Within the Finnish group relief system, it’s possible, under certain conditions, to make financial transfers within a group that are tax deductible for the distributor and taxable income for the recipient. This way, losses can be offset against profits within the same group of corporations. Transfers are possible in all directions, from parent company to (sub-)subsidiary and vice versa, as well as between sister companies.

However, one of the conditions for this advantageous regime to apply gave rise to a dispute which will be judged by the ECJ. For the transfer to be tax deductible by the distributor, the recipient has to be a Finnish company.

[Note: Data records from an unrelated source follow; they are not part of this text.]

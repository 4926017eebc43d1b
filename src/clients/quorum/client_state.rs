use core::str::FromStr;

use crate::clients::quorum::consensus_state::QuorumConsensusState;
use crate::clients::quorum::header::{commit_digest, QuorumHeader, ValidatorKey};
use crate::clients::quorum::misbehaviour::QuorumMisbehaviour;
use crate::core::client::client_type::ClientType;
use crate::core::client::error::ClientError;
use crate::prelude::*;
use crate::Height;

pub const QUORUM_CLIENT_TYPE: &str = "quorum";

/// The fraction of the validator set that must have committed to a header
/// before it is trusted. Strictly more than `numerator/denominator` is
/// required, so the default corresponds to the usual Byzantine two-thirds
/// bound.
#[derive(Copy, Clone, Debug, PartialEq, Eq, serde::Serialize, serde::Deserialize)]
pub struct TrustThreshold {
    numerator: u64,
    denominator: u64,
}

impl TrustThreshold {
    pub const TWO_THIRDS: Self = Self {
        numerator: 2,
        denominator: 3,
    };

    pub fn new(numerator: u64, denominator: u64) -> Result<Self, ClientError> {
        if denominator == 0 || numerator >= denominator {
            return Err(ClientError::Other {
                description: format!("invalid trust threshold: {numerator}/{denominator}"),
            });
        }
        Ok(Self {
            numerator,
            denominator,
        })
    }

    pub fn is_met(&self, signed: u64, total: u64) -> bool {
        signed * self.denominator > total * self.numerator
    }
}

impl Default for TrustThreshold {
    fn default() -> Self {
        Self::TWO_THIRDS
    }
}

/// Client state for the quorum light client: the trust anchor metadata for
/// one remote chain.
#[derive(Clone, Debug, PartialEq, Eq, serde::Serialize, serde::Deserialize)]
pub struct QuorumClientState {
    pub latest_height: Height,
    pub frozen_height: Option<Height>,
    pub trust_threshold: TrustThreshold,
}

impl QuorumClientState {
    pub fn new(latest_height: Height, trust_threshold: TrustThreshold) -> Self {
        Self {
            latest_height,
            frozen_height: None,
            trust_threshold,
        }
    }

    pub fn client_type(&self) -> ClientType {
        ClientType::from_str(QUORUM_CLIENT_TYPE).expect("valid client type")
    }

    pub fn initialise(&self, consensus_state: &QuorumConsensusState) -> Result<(), ClientError> {
        if self.frozen_height.is_some() {
            return Err(ClientError::InvalidConsensusState {
                description: "cannot create a frozen client".to_string(),
            });
        }
        consensus_state.validate()
    }

    /// Runs the full update check: monotonic height plus a valid commit.
    pub fn verify_header(
        &self,
        trusted: &QuorumConsensusState,
        header: &QuorumHeader,
    ) -> Result<(), ClientError> {
        if header.height <= self.latest_height {
            // Ties favor the existing record: a second header at an
            // already-populated height is rejected, never overwritten.
            return Err(ClientError::LowHeaderHeight {
                header_height: header.height,
                latest_height: self.latest_height,
            });
        }

        self.verify_commit(trusted, header)
    }

    /// Checks a header's commit against the trusted consensus state,
    /// without any height-monotonicity requirement. Misbehaviour evidence
    /// reuses this for headers at already-trusted heights.
    fn verify_commit(
        &self,
        trusted: &QuorumConsensusState,
        header: &QuorumHeader,
    ) -> Result<(), ClientError> {
        if header.root.as_bytes().is_empty() {
            return Err(ClientError::FailedHeaderVerification {
                description: "header carries an empty commitment root".to_string(),
            });
        }

        if header.validators_hash() != trusted.next_validators_hash {
            return Err(ClientError::FailedHeaderVerification {
                description: "validator set does not hash to the trusted next validators hash"
                    .to_string(),
            });
        }

        let signed = count_valid_signatures(header);
        let total = header.validators.len() as u64;
        if !self.trust_threshold.is_met(signed, total) {
            return Err(ClientError::FailedHeaderVerification {
                description: format!("insufficient quorum: {signed} of {total} validators signed"),
            });
        }

        Ok(())
    }

    /// Produces the advanced client state and the new consensus state for a
    /// header that passed [`Self::verify_header`].
    pub fn update_state(
        &self,
        header: &QuorumHeader,
    ) -> Result<(QuorumClientState, QuorumConsensusState), ClientError> {
        if header.height <= self.latest_height {
            return Err(ClientError::LowHeaderHeight {
                header_height: header.height,
                latest_height: self.latest_height,
            });
        }

        let client_state = QuorumClientState {
            latest_height: header.height,
            frozen_height: self.frozen_height,
            trust_threshold: self.trust_threshold,
        };
        let consensus_state =
            QuorumConsensusState::new(header.root.clone(), header.next_validators_hash);

        Ok((client_state, consensus_state))
    }

    /// Two correctly committed headers for the same height with different
    /// roots prove the validator set equivocated; the client freezes at
    /// that height.
    pub fn check_misbehaviour_and_freeze(
        &self,
        trusted: &QuorumConsensusState,
        misbehaviour: &QuorumMisbehaviour,
    ) -> Result<QuorumClientState, ClientError> {
        let QuorumMisbehaviour { header_a, header_b } = misbehaviour;

        if header_a.height != header_b.height {
            return Err(ClientError::FailedMisbehaviourHandling {
                description: "headers are for different heights".to_string(),
            });
        }

        self.verify_commit(trusted, header_a)?;
        self.verify_commit(trusted, header_b)?;

        if header_a.root == header_b.root {
            return Err(ClientError::FailedMisbehaviourHandling {
                description: "headers commit to the same root".to_string(),
            });
        }

        Ok(QuorumClientState {
            latest_height: self.latest_height,
            frozen_height: Some(header_a.height),
            trust_threshold: self.trust_threshold,
        })
    }
}

/// Counts distinct listed validators whose signature carries the correct
/// commit digest for this header.
fn count_valid_signatures(header: &QuorumHeader) -> u64 {
    let mut seen: Vec<&ValidatorKey> = Vec::with_capacity(header.signatures.len());
    let mut signed = 0u64;

    for commit_sig in &header.signatures {
        if !header.validators.contains(&commit_sig.validator) {
            continue;
        }
        if seen.contains(&&commit_sig.validator) {
            continue;
        }
        if commit_sig.signature != commit_digest(&commit_sig.validator, header.height, &header.root)
        {
            continue;
        }
        seen.push(&commit_sig.validator);
        signed += 1;
    }

    signed
}

#[cfg(test)]
mod tests {
    use super::*;
    use crate::clients::quorum::header::hash_validator_set;
    use crate::core::commitment::CommitmentRoot;
    use crate::clients::quorum::header::CommitSignature;

    fn validators(n: u8) -> Vec<ValidatorKey> {
        (0..n).map(|i| [i; 32]).collect()
    }

    fn signed_header(height: u64, root: &[u8], signers: &[ValidatorKey]) -> QuorumHeader {
        let height = Height::new(height).expect("non-zero");
        let root = CommitmentRoot::from_bytes(root);
        let vals = validators(4);
        let signatures = signers
            .iter()
            .map(|v| CommitSignature {
                validator: *v,
                signature: commit_digest(v, height, &root),
            })
            .collect();
        QuorumHeader {
            height,
            root,
            next_validators_hash: hash_validator_set(&vals),
            validators: vals,
            signatures,
        }
    }

    fn trusted_state() -> QuorumConsensusState {
        QuorumConsensusState::new(
            CommitmentRoot::from_bytes(b"trusted root"),
            hash_validator_set(&validators(4)),
        )
    }

    fn client_at(height: u64) -> QuorumClientState {
        QuorumClientState::new(Height::new(height).expect("non-zero"), TrustThreshold::default())
    }

    #[test]
    fn header_with_full_quorum_verifies() {
        let header = signed_header(2, b"new root", &validators(4));
        client_at(1)
            .verify_header(&trusted_state(), &header)
            .expect("quorum met");
    }

    #[test]
    fn three_of_four_meets_two_thirds() {
        let header = signed_header(2, b"new root", &validators(3));
        client_at(1)
            .verify_header(&trusted_state(), &header)
            .expect("3/4 > 2/3");
    }

    #[test]
    fn two_of_four_is_insufficient() {
        let header = signed_header(2, b"new root", &validators(2));
        let err = client_at(1)
            .verify_header(&trusted_state(), &header)
            .unwrap_err();
        assert!(matches!(err, ClientError::FailedHeaderVerification { .. }));
    }

    #[test]
    fn duplicate_signatures_do_not_inflate_the_count() {
        let mut header = signed_header(2, b"new root", &validators(2));
        let dup = header.signatures[0].clone();
        header.signatures.push(dup.clone());
        header.signatures.push(dup);
        let err = client_at(1)
            .verify_header(&trusted_state(), &header)
            .unwrap_err();
        assert!(matches!(err, ClientError::FailedHeaderVerification { .. }));
    }

    #[test]
    fn unknown_signers_are_ignored() {
        let mut header = signed_header(2, b"new root", &validators(2));
        let outsider: ValidatorKey = [9u8; 32];
        header.signatures.push(CommitSignature {
            validator: outsider,
            signature: commit_digest(&outsider, header.height, &header.root),
        });
        assert!(client_at(1).verify_header(&trusted_state(), &header).is_err());
    }

    #[test]
    fn stale_header_is_rejected() {
        let header = signed_header(2, b"new root", &validators(4));
        let err = client_at(2)
            .verify_header(&trusted_state(), &header)
            .unwrap_err();
        assert!(matches!(err, ClientError::LowHeaderHeight { .. }));
    }

    #[test]
    fn wrong_validator_set_is_rejected() {
        let mut header = signed_header(2, b"new root", &validators(4));
        header.validators.pop();
        let err = client_at(1)
            .verify_header(&trusted_state(), &header)
            .unwrap_err();
        assert!(matches!(err, ClientError::FailedHeaderVerification { .. }));
    }

    #[test]
    fn conflicting_headers_freeze_the_client() {
        let misbehaviour = QuorumMisbehaviour {
            header_a: signed_header(2, b"one root", &validators(4)),
            header_b: signed_header(2, b"another root", &validators(4)),
        };
        let frozen = client_at(1)
            .check_misbehaviour_and_freeze(&trusted_state(), &misbehaviour)
            .expect("valid evidence");
        assert_eq!(frozen.frozen_height, Some(Height::new(2).expect("non-zero")));
    }

    #[test]
    fn identical_headers_are_not_misbehaviour() {
        let misbehaviour = QuorumMisbehaviour {
            header_a: signed_header(2, b"same root", &validators(4)),
            header_b: signed_header(2, b"same root", &validators(4)),
        };
        assert!(client_at(1)
            .check_misbehaviour_and_freeze(&trusted_state(), &misbehaviour)
            .is_err());
    }
}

This dispute is very similar to the one judged in the Marks & Spencer Case of the 13th of December 2005 (Case C-446/03). In general, Advocate-General Kokott seems to follow the decision of the ECJ in that case. Restricting the group relief system to domestic companies constitutes a restriction to the right of establishment. However, such a restriction can be justified by the need for preservation of allocation of taxing powers between the different Member States.

The Oy AA case differs from the M&S case to the extent that in Marks and Spencer, the losses of foreign subsidiaries of M&S could not be offset with UK profits because of the liquidation of these subsidiaries. Thus, the ECJ considered the British group relief system disproportionate, as far as the impossibility to repatriate foreign losses is concerned.

In this case, however, Advocate-General Kokott clearly states that such facts are not present in the Oy AA case and that the ECJ needn’t decide about such exceptional situations.